Tally every line in the entries below that holds "struct", then give only the total.
Start of Block
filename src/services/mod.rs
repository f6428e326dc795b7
pub mod organization_service;
pub mod sale_service;
pub mod user_service;
pub mod workday_service;
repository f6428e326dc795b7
use actix_web::{HttpResponse, http::StatusCode};
use log::error;
use mongodb::error::{Error as MongoError, ErrorKind, WriteFailure};
use serde_json::Value;
use thiserror::Error;
use validator::ValidationErrors;

use crate::types::responses::api_response::{ApiResponse, ErrorDetails};

pub const DUPLICATE_KEY_CODE: i32 = 11000;

#[derive(Debug, Error)]
pub enum ApiError {
    #[error("{message}")]
    Validation {
        message: String,
        details: Option<Value>,
    },

    #[error("{0}")]
    BadRequest(String),

    #[error("{0}")]
    Unauthorized(String),

    #[error("{0}")]
    Forbidden(String),

    #[error("{0}")]
    NotFound(String),

    #[error("{0}")]
    Conflict(String),

    #[error("database error: {0}")]
    Database(#[from] MongoError),

    #[error("{0}")]
    Internal(String),
}

impl ApiError {
    pub fn validation(message: impl Into<String>, errors: &ValidationErrors) -> Self {
        ApiError::Validation {
            message: message.into(),
            details: serde_json::to_value(errors).ok(),
        }
    }

    pub fn bad_request(message: impl Into<String>) -> Self {
        ApiError::BadRequest(message.into())
    }

    pub fn not_found(message: impl Into<String>) -> Self {
        ApiError::NotFound(message.into())
    }

    fn public_message(&self) -> String {
        match self {
            ApiError::Database(_) | ApiError::Internal(_) => "Internal server error".to_string(),
            other => other.to_string(),
        }
    }
}

impl actix_web::ResponseError for ApiError {
    fn status_code(&self) -> StatusCode {
        match self {
            ApiError::Validation { .. } | ApiError::BadRequest(_) => StatusCode::BAD_REQUEST,
            ApiError::Unauthorized(_) => StatusCode::UNAUTHORIZED,
            ApiError::Forbidden(_) => StatusCode::FORBIDDEN,
            ApiError::NotFound(_) => StatusCode::NOT_FOUND,
            ApiError::Conflict(_) => StatusCode::CONFLICT,
            ApiError::Database(_) | ApiError::Internal(_) => StatusCode::INTERNAL_SERVER_ERROR,
        }
    }

    fn error_response(&self) -> HttpResponse {
        if self.status_code().is_server_error() {
            error!("{self}");
        }

        let details = match self {
            ApiError::Validation { details, .. } => details.clone(),
            _ => None,
        };

        HttpResponse::build(self.status_code()).json(ApiResponse::<()>::error(
            self.public_message(),
            ErrorDetails { details },
        ))
    }
}

/// True when the error is (only) a unique-index violation.
pub fn is_duplicate_key_error(err: &MongoError) -> bool {
    match &*err.kind {
        ErrorKind::Write(WriteFailure::WriteError(write_error)) => {
            write_error.code == DUPLICATE_KEY_CODE
        }
        ErrorKind::InsertMany(insert_error) => insert_error
            .write_errors
            .as_ref()
            .map(|errors| errors.iter().all(|e| e.code == DUPLICATE_KEY_CODE))
            .unwrap_or(false),
        _ => false,
    }
}
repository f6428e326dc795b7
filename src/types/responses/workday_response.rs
use serde::Serialize;

use crate::models::workday_model::Workday;

#[derive(Debug, Serialize)]
pub struct WorkdaysResponse {
    pub workdays: Vec<Workday>,
    pub is_owner: bool,
    pub is_manager: bool,
}

#[derive(Debug, Serialize)]
pub struct GenerateResponse {
    /// Workdays actually inserted; days that already existed are skipped.
    pub created: usize,
}
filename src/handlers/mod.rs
pub mod auth_handler;
pub mod organization_handler;
pub mod sale_handler;
pub mod workday_handler;
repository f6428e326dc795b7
use mongodb::{
    Client, Collection, IndexModel,
    bson::{Document, doc},
    error::Error as MongoError,
    options::{ClientOptions, IndexOptions},
};

use crate::constants::{
    DB_NAME, MONGODB_URI, ORGANIZATIONS_COL_NAME, USERS_COL_NAME, WORKDAYS_COL_NAME,
};

pub async fn connect_to_database() -> Result<Client, MongoError> {
    let client_uri = (*MONGODB_URI).as_str();

    let client_options = ClientOptions::parse(client_uri).await?;
    Client::with_options(client_options)
}

pub fn get_collection<T>(client: &Client, collection_name: &str) -> Collection<T>
where
    T: serde::de::DeserializeOwned + serde::Serialize + Send + Sync,
{
    client.database(&DB_NAME).collection::<T>(collection_name)
}

async fn create_unique_index(
    collection: &Collection<Document>,
    keys: Document,
) -> Result<(), MongoError> {
    let index = IndexModel::builder()
        .keys(keys)
        .options(IndexOptions::builder().unique(true).build())
        .build();

    collection.create_index(index).await?;
    Ok(())
}

/// Uniqueness the application relies on: one account per email, one join code
/// per organization, one workday per (organization, date).
pub async fn create_unique_indexes(client: &Client) -> Result<(), MongoError> {
    let users = get_collection::<Document>(client, USERS_COL_NAME);
    create_unique_index(&users, doc! { "email": 1 }).await?;

    let organizations = get_collection::<Document>(client, ORGANIZATIONS_COL_NAME);
    create_unique_index(&organizations, doc! { "code": 1 }).await?;

    let workdays = get_collection::<Document>(client, WORKDAYS_COL_NAME);
    create_unique_index(&workdays, doc! { "organization_id": 1, "date": 1 }).await?;

    Ok(())
}
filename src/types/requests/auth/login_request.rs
use serde::Deserialize;

#[derive(Debug, Deserialize)]
pub struct LoginRequest {
    pub email: String,

    pub password: String,
}
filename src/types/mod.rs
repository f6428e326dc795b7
pub mod requests;
pub mod responses;
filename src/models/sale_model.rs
use bson::oid::ObjectId;
use chrono::{DateTime, Utc};
use serde::{Deserialize, Serialize};

#[derive(Debug, Serialize, Deserialize, Clone)]
pub struct Sale {
    #[serde(default, skip_serializing_if = "Option::is_none")]
    pub _id: Option<ObjectId>,

    /// Customer name.
    pub name: String,

    /// Customer phone number.
    #[serde(default)]
    pub number: String,

    #[serde(default)]
    pub address: String,

    pub price: f64,

    #[serde(default)]
    pub details: String,

    pub sales_rep_name: String,

    pub user_id: ObjectId,

    pub organization_id: ObjectId,

    pub workday_id: ObjectId,

    pub timeslot_id: ObjectId,

    #[serde(default = "Utc::now")]
    pub created_at: DateTime<Utc>,
}
//! Error types for the token approval service

use crate::ledger::LedgerError;
use alloy::primitives::TxHash;
use std::fmt;
use thiserror::Error;

/// Boxed cause attached to transaction failures
pub type BoxError = Box<dyn std::error::Error + Send + Sync + 'static>;

/// Pipeline stage at which a transaction failed
#[derive(Debug, Clone, Copy, PartialEq, Eq)]
pub enum TxStage {
    /// Gas estimation or gas price lookup failed for a reason other than
    /// the node rejecting the call
    Estimation,
    /// Fetching the pending nonce or chain id
    Nonce,
    /// Local signing with the derived account
    Signing,
    /// Submitting the raw transaction
    Broadcast,
    /// Waiting for the receipt of a submitted transaction
    Confirmation,
}

impl fmt::Display for TxStage {
    fn fmt(&self, f: &mut fmt::Formatter<'_>) -> fmt::Result {
        let name = match self {
            TxStage::Estimation => "estimation",
            TxStage::Nonce => "nonce",
            TxStage::Signing => "signing",
            TxStage::Broadcast => "broadcast",
            TxStage::Confirmation => "confirmation",
        };
        f.write_str(name)
    }
}

#[derive(Error, Debug)]
pub enum Error {
    #[error("Invalid input: {0}")]
    InvalidInput(String),

    #[error("Conversion error: {0}")]
    Conversion(String),

    #[error("Wallet derivation error: {0}")]
    Derivation(String),

    #[error("Network error: {0}")]
    Network(#[source] LedgerError),

    #[error("Gas estimation failed: {0}")]
    GasEstimation(#[source] LedgerError),

    #[error("Transaction failed at {stage}: {source}")]
    Transaction {
        stage: TxStage,
        #[source]
        source: BoxError,
    },

    #[error("Configuration error: {0}")]
    Config(String),

    #[error("I/O error: {0}")]
    Io(#[from] std::io::Error),

    #[error("JSON error: {0}")]
    Json(#[from] serde_json::Error),
}

impl Error {
    pub(crate) fn transaction(stage: TxStage, source: impl Into<BoxError>) -> Self {
        Error::Transaction {
            stage,
            source: source.into(),
        }
    }

    /// Whether the caller may retry the same request unchanged
    ///
    /// Only transport-level faults before a transaction was accepted by the
    /// node qualify. Once broadcast succeeded, a retry would sign a second
    /// transaction.
    pub fn is_retryable(&self) -> bool {
        match self {
            Error::Network(e) => e.is_transient(),
            Error::Transaction {
                stage: TxStage::Confirmation,
                ..
            } => false,
            Error::Transaction { source, .. } => source
                .downcast_ref::<LedgerError>()
                .map(LedgerError::is_transient)
                .unwrap_or(false),
            _ => false,
        }
    }
}

pub type Result<T> = std::result::Result<T, Error>;

/// A submitted transaction whose receipt could not be obtained
///
/// The transaction may still be mined; `hash` is what the caller needs to
/// follow it up instead of resubmitting.
#[derive(Error, Debug)]
#[error("transaction {hash} was submitted but not confirmed: {source}")]
pub struct Unconfirmed {
    pub hash: TxHash,
    #[source]
    pub source: LedgerError,
}
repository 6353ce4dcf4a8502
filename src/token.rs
//! ERC-20 contract binding
//!
//! Only the two methods this service touches are bound. Calldata is
//! produced here and nowhere else.

use alloy::primitives::{Address, Bytes, U256};
use alloy::sol;
use alloy::sol_types::SolCall;

sol! {
    /// Subset of the ERC-20 interface
    interface IERC20 {
        function allowance(address owner, address spender) external view returns (uint256);
        function approve(address spender, uint256 amount) external returns (bool);
    }
}

/// Calldata for `allowance(owner, spender)`
pub fn allowance_calldata(owner: Address, spender: Address) -> Bytes {
    IERC20::allowanceCall { owner, spender }.abi_encode().into()
}

/// Calldata for `approve(spender, amount)`
pub fn approve_calldata(spender: Address, amount: U256) -> Bytes {
    IERC20::approveCall { spender, amount }.abi_encode().into()
}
End of Block
[Solution to the problem] 5